Some more than others.
The hills, the valleys, the rocks and streams, the people.
This place is as old as time itself.
More than a cheap tourist destination, this truly is one of the last great places in the world, rich in cultural heritage and permeated by the near-sacred natural wonders of the Appalachian Mountains.
[♪♪♪] I've heard it said, "Where we are affects who we are."
And I think we have the chance to understand ourselves better if we understand where we come from.
Hi, my name's Josh, and I'm producing this series with PBS Appalachia to explore the towns that so many people still call home, their hometown.
To unearth remarkable stories and the people behind them.
Hometowns is about exploring the communities that make small-town America unique.
This season, I'll take you on a journey off the beaten path through Southwest Virginia.
And don't get me wrong, this place has its warts, but if that's all I showed you, you'd miss out on the remarkable beauty of its natural wonders, and the rich depth of its cultural heritage, that in a sense, are at the heart of what it means to be an American.
[♪♪♪] Once extending from east of the New River in present-day Giles County all the way to the Kentucky border to the west, today Tazewell County, Virginia is over 500 square miles, situated and split along the eastern continental divide, making it home to many headwaters and streams.
[♪♪♪] I wanted to learn more about Tazewell's history, so I met up with local resident Amanda Killen to see where I should start.
This also gave me a chance to learn about Tazewell's more recent progress.
-That's the sound of commerce.
-Yeah, motorcycles going by.
- That's right.
I am from Tazewell, yes.
I grew up here, graduated from high school here, and I've lived all over Virginia and meandered my way back here around 2015.

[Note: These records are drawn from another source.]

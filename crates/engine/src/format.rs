//! Formatter — renders a [`SelectionResult`] into the injectable block.
//!
//! Rendering is a pure function of the selection: identical inputs produce
//! byte-identical output. Summaries only — never the full original
//! interaction — to keep the injected block bounded.

use hindsight_core::example::SelectionResult;

const HEADER: &str = "[Past Examples]\nPrevious successful interactions that may help with this task:\n";

/// Render the selected examples as a deterministic text block.
///
/// Examples without a renderable summary are omitted. Returns the empty
/// string when nothing remains — callers treat that as "nothing to
/// inject", not as an error.
pub fn render(selection: &SelectionResult) -> String {
    let mut entries = String::new();
    let mut index = 0;
    for example in &selection.examples {
        let summary = example.summary.trim();
        if summary.is_empty() {
            continue;
        }
        index += 1;
        entries.push_str(&format!(
            "\n{index}. ({}, rated {}/10) {summary}\n",
            example.task_type, example.rating
        ));
    }

    if index == 0 {
        return String::new();
    }
    format!("{HEADER}{entries}")
}
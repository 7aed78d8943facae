//! The invocation payload delivered by the surrounding prompt pipeline.

use serde::{Deserialize, Serialize};
use std::collections::HashMap;

/// One hook invocation's input: a prompt plus session identity.
///
/// Transport metadata beyond the two required fields is opaque to the
/// engine and carried through unused.
#[derive(Debug, Clone, Serialize, Deserialize)]
pub struct InvocationPayload {
    /// The prompt text to find past examples for.
    pub prompt: String,

    /// Identifier of the session this prompt belongs to.
    pub session_id: String,

    /// Opaque transport metadata (passed through, never interpreted).
    #[serde(flatten)]
    pub extra: HashMap<String, serde_json::Value>,
}

impl InvocationPayload {
    pub fn new(prompt: impl Into<String>, session_id: impl Into<String>) -> Self {
        Self {
            prompt: prompt.into(),
            session_id: session_id.into(),
            extra: HashMap::new(),
        }
    }
}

I lived up in Northern Virginia.
I lived right outside of D.C. and that was definitely not the environment for me, so I really missed that small-town environment.
I missed, you know, having a village of people to help me look after my kids, which is essentially what we all have here.
Everybody looks out for each other, and it's a relatively safe place to live.
So, growing up here, Main Street was a thriving area of commerce .
We had a lot of businesses.
We had a couple of car dealerships on Main Street, believe it or not.
-[Joshua Deel] Wow.
-And, you know, all the businesses would paint their windows in support of the Tazewell Bulldogs, and they would paint the players' silhouettes and numbers and everybody just, it was just a really tight-knit community, very supportive of our athletic programs.
You know, a lot of things happened here.
We had a jewelry store, we had a pharmacy on Main Street, we had a Dollar Store, shoe store, you know, anything you would really need right here on Main Street.
And then we saw that start to decline sometime around the late '90s.
And a lot of the buildings became abandoned and then we were left with attorney offices and a bank.
We are a coal-filled county, and although we don't have any coal mines right here in Tazewell, but we had a lot of coal miners.
We had a lot of people who were indirectly employed by the coal industry here by, you know, driving a coal truck or repairing mining equipment, which is what my family was into.
So, you know, a lot of people were supported directly and indirectly by the coal industry.
So, the decline of coal has had a devastating impact.
We, you know, we were left here with a depleted economy, really, which is, you know, typical of all of our coal-filled counties here in Southwest Virginia.
In 2015, you know, I'm going to quote the town manager here because he says this all the time and I make fun of him for it, so I have to say that disclaimer.
You couldn't buy a bottle of water or a cup of coffee here on Main Street in 2015.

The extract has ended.